◆ Directions for this task: Nothing after the line containing "tabindex=move || if" belongs in the answer; write out exactly every line from the start of the material up to it, including it.

[Raw data]

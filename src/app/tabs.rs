use leptos::{either::EitherOf4, prelude::*};

use crate::{
    content::{Education, Experience, Feedback, Profile},
    state::{TabController, TabKey},
};

use super::{
    icons::LogoMark,
    portfolio::PortfolioSection,
    profile::{BLUE, GREEN},
    stats::Stars,
};

#[component]
pub fn ProfileTabs(profile: &'static Profile) -> impl IntoView {
    let tabs = RwSignal::new(TabController::new());

    view! {
        <div class="rounded-[22px] border border-zinc-200 bg-white">
            <div
                role="tablist"
                aria-label="Profile tabs"
                class="strip relative flex gap-4 overflow-x-auto whitespace-nowrap border-b border-zinc-200 px-3 sm:gap-6 sm:px-4 md:overflow-x-visible md:px-5"
            >
                {TabKey::ALL
                    .into_iter()
                    .map(|key| {
                        let active = move || tabs.with(|t| t.is_active(key));
                        view! {
                            <button
                                type="button"
                                role="tab"
                                id=key.tab_id()
                                aria-selected=move || active().to_string()
                                aria-controls=key.panel_id()
                                tabindex=move || if active() { "0" } else { "-1" }
                                on:click=move |_| {
                                    tabs.update(|t| {
                                        t.select(key);
                                    });
                                }
                                class=move || {
                                    if active() {
                                        "relative -mb-px whitespace-nowrap px-1.5 py-3 text-sm font-semibold text-zinc-900 sm:px-2"
                                    } else {
                                        "relative -mb-px whitespace-nowrap px-1.5 py-3 text-sm text-zinc-500 hover:text-zinc-800 sm:px-2"
                                    }
                                }
                            >
                                {key.label()}
                                <Show when=active>
                                    <span
                                        class="tab-underline absolute inset-x-0 -bottom-px h-0.5"
                                        style=format!("background: {BLUE}")
                                    />
                                </Show>
                            </button>
                        }
                    })
                    .collect_view()}
            </div>

            <TabPanels profile tabs />
        </div>
    }
}

/// The active tab's panel. The others are not mounted.
#[component]
fn TabPanels(profile: &'static Profile, tabs: RwSignal<TabController>) -> impl IntoView {
    let rating_max = profile.stats.rating_max;
    move || match tabs.with(TabController::active) {
        TabKey::About => EitherOf4::A(view! { <AboutPanel profile /> }),
        TabKey::Experience => EitherOf4::B(view! { <ExperiencePanel items=&profile.experience /> }),
        TabKey::Education => EitherOf4::C(view! { <EducationPanel items=&profile.education /> }),
        TabKey::Feedback => {
            EitherOf4::D(view! { <FeedbackPanel items=&profile.feedback rating_max /> })
        }
    }
}

#[component]
fn TabPanel(tab: TabKey, children: Children) -> impl IntoView {
    view! {
        <div
            id=tab.panel_id()
            role="tabpanel"
            aria-labelledby=tab.tab_id()
            class="tab-panel p-4 sm:p-5 md:p-6"
        >
            {children()}
        </div>
    }
}

#[component]
fn AboutPanel(profile: &'static Profile) -> impl IntoView {
    let about = &profile.about;
    view! {
        <TabPanel tab=TabKey::About>
            <section>
                <h4 class="text-sm font-semibold text-zinc-900">"About Me"</h4>
                <p class="mt-1 text-sm text-zinc-700">{about.summary.clone()}</p>
                <ul class="mt-3 list-disc space-y-1 pl-5 text-sm text-zinc-700">
                    {about.bullets.iter().map(|b| view! { <li>{b.clone()}</li> }).collect_view()}
                </ul>
            </section>

            <div class="fade-up mt-4 rounded-[22px] border border-emerald-200 bg-white p-5">
                <div class="flex items-center gap-2">
                    <span class="inline-flex h-5 w-5 items-center justify-center rounded-full bg-emerald-100 text-[12px]">
                        "✦"
                    </span>
                    <h3 class="text-sm font-semibold" style=format!("color: {GREEN}")>
                        "AI Review Highlights"
                    </h3>
                </div>
                <ul class="mt-3 list-disc space-y-1 pl-5 text-sm text-zinc-700">
                    {about.highlights.iter().map(|h| view! { <li>{h.clone()}</li> }).collect_view()}
                </ul>
            </div>

            <PortfolioSection images=&profile.portfolio />
        </TabPanel>
    }
}

#[component]
fn ExperiencePanel(items: &'static [Experience]) -> impl IntoView {
    view! {
        <TabPanel tab=TabKey::Experience>
            <h4 class="text-sm font-semibold text-zinc-900">"Work Experience"</h4>
            <p class="mt-1 text-sm text-zinc-600">
                "A timeline of roles with scope, impact, and key outcomes."
            </p>
            <div class="stagger mt-3 grid grid-cols-1 gap-4 md:grid-cols-2">
                {items
                    .iter()
                    .map(|e| {
                        view! {
                            <div class="rounded-xl border border-zinc-200 bg-white p-4">
                                <div class="flex min-w-0 items-start gap-3">
                                    <div class="flex h-10 w-10 shrink-0 items-center justify-center rounded-lg border border-zinc-200 bg-zinc-50 text-lg">
                                        <LogoMark logo=&e.logo />
                                    </div>
                                    <div class="min-w-0">
                                        <p class="truncate text-sm font-semibold text-zinc-900">{e.role.clone()}</p>
                                        <p class="truncate text-sm text-zinc-700">{e.company.clone()}</p>
                                        <p class="text-xs text-zinc-500">{e.when.clone()}</p>
                                    </div>
                                </div>
                            </div>
                        }
                    })
                    .collect_view()}
            </div>
        </TabPanel>
    }
}

#[component]
fn EducationPanel(items: &'static [Education]) -> impl IntoView {
    view! {
        <TabPanel tab=TabKey::Education>
            <h4 class="text-sm font-semibold text-zinc-900">"Education"</h4>
            <div class="mt-3 space-y-4">
                {items
                    .iter()
                    .map(|e| {
                        view! {
                            <div class="rounded-xl border border-zinc-200 bg-white p-4">
                                <div class="flex items-start justify-between gap-3">
                                    <div class="min-w-0">
                                        <p class="truncate text-sm font-semibold text-zinc-900">{e.school.clone()}</p>
                                        <p class="truncate text-sm text-zinc-700">{e.degree.clone()}</p>
                                        <p class="truncate text-xs text-zinc-500">{e.location.clone()}</p>
                                    </div>
                                    <span class="shrink-0 text-xs text-zinc-500">{e.period.clone()}</span>
                                </div>
                                {(!e.details.is_empty())
                                    .then(|| {
                                        view! {
                                            <ul class="mt-3 list-disc space-y-1 pl-4 text-sm text-zinc-700">
                                                {e
                                                    .details
                                                    .iter()
                                                    .map(|d| view! { <li>{d.clone()}</li> })
                                                    .collect_view()}
                                            </ul>
                                        }
                                    })}
                            </div>
                        }
                    })
                    .collect_view()}
            </div>
        </TabPanel>
    }
}

#[component]
fn FeedbackPanel(items: &'static [Feedback], rating_max: u8) -> impl IntoView {
    view! {
        <TabPanel tab=TabKey::Feedback>
            <section>
                <h4 class="text-sm font-semibold text-zinc-900">"Feedback"</h4>
                <ul class="mt-3 space-y-3">
                    {items
                        .iter()
                        .map(|f| {
                            view! {
                                <li class="rounded-xl border border-zinc-200 bg-white p-4">
                                    <div class="flex flex-wrap items-center justify-between gap-2">
                                        <p class="break-words text-sm font-semibold text-zinc-900">{f.from.clone()}</p>
                                        <div class="flex items-center gap-2">
                                            <Stars rating=f64::from(f.rating) max=rating_max />
                                            <time
                                                class="text-xs text-zinc-500"
                                                datetime=f.date.format("%Y-%m-%d").to_string()
                                            >
                                                {f.date.format("%b %e, %Y").to_string()}
                                            </time>
                                        </div>
                                    </div>
                                    <p class="mt-2 text-sm text-zinc-700">{f.text.clone()}</p>
                                </li>
                            }
                        })
                        .collect_view()}
                </ul>
            </section>
        </TabPanel>
    }
}

#[cfg(all(test, feature = "ssr"))]
mod tests {
    use super::*;
    use crate::content::profile;
    use leptos::tachys::view::RenderHtml;

    fn render_panels(select: Option<TabKey>) -> String {
        let owner = Owner::new();
        owner.with(|| {
            let profile = profile().expect("embedded profile should be valid");
            let tabs = RwSignal::new(TabController::new());
            if let Some(key) = select {
                tabs.update(|t| {
                    t.select(key);
                });
            }
            view! { <TabPanels profile tabs /> }.to_html()
        })
    }

    #[test]
    fn test_default_renders_about_panel_only() {
        let html = render_panels(None);
        assert_eq!(html.matches(r#"role="tabpanel""#).count(), 1);
        assert!(html.contains(r#"id="panel-about""#));
    }

    #[test]
    fn test_third_tab_is_the_only_rendered_panel() {
        let html = render_panels(Some(TabKey::ALL[2]));
        assert_eq!(html.matches(r#"role="tabpanel""#).count(), 1);
        assert!(html.contains(r#"id="panel-education""#));
        assert!(!html.contains(r#"id="panel-about""#));
        assert!(!html.contains(r#"id="panel-experience""#));
        assert!(!html.contains(r#"id="panel-feedback""#));
    }
}
use leptos::ev;
use leptos_use::{use_event_listener, use_window};

use crate::state::Key;

/// Listens for window keydowns until the calling component's owner is
/// disposed. Mount the caller only while its overlay is open so the
/// listener is held exactly as long as the overlay.
///
/// `handler` returns whether it consumed the key; consumed keys have their
/// default action prevented.
pub fn use_scoped_keys<F>(handler: F)
where
    F: Fn(Key) -> bool + 'static,
{
    let _ = use_event_listener(use_window(), ev::keydown, move |ev| {
        if handler(Key::from(ev.key().as_str())) {
            ev.prevent_default();
        }
    });
}
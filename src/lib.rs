#[cfg(any(feature = "ssr", feature = "hydrate"))]
pub mod app;
pub mod content;
pub mod ribbon;
pub mod state;

#[cfg(feature = "hydrate")]
#[wasm_bindgen::prelude::wasm_bindgen]
pub fn hydrate() {
    use crate::app::*;
    console_error_panic_hook::set_once();
    let level = if cfg!(debug_assertions) {
        log::Level::Debug
    } else {
        log::Level::Info
    };
    // only fails if a logger is already installed
    let _ = console_log::init_with_level(level);
    leptos::mount::hydrate_body(App);
}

[/Raw data]

◆ Response to the task:
filename src/app/tabs.rs
use leptos::{either::EitherOf4, prelude::*};

use crate::{
    content::{Education, Experience, Feedback, Profile},
    state::{TabController, TabKey},
};

use super::{
    icons::LogoMark,
    portfolio::PortfolioSection,
    profile::{BLUE, GREEN},
    stats::Stars,
};

#[component]
pub fn ProfileTabs(profile: &'static Profile) -> impl IntoView {
    let tabs = RwSignal::new(TabController::new());

    view! {
        <div class="rounded-[22px] border border-zinc-200 bg-white">
            <div
                role="tablist"
                aria-label="Profile tabs"
                class="strip relative flex gap-4 overflow-x-auto whitespace-nowrap border-b border-zinc-200 px-3 sm:gap-6 sm:px-4 md:overflow-x-visible md:px-5"
            >
                {TabKey::ALL
                    .into_iter()
                    .map(|key| {
                        let active = move || tabs.with(|t| t.is_active(key));
                        view! {
                            <button
                                type="button"
                                role="tab"
                                id=key.tab_id()
                                aria-selected=move || active().to_string()
                                aria-controls=key.panel_id()
                                tabindex=move || if active() { "0" } else { "-1" }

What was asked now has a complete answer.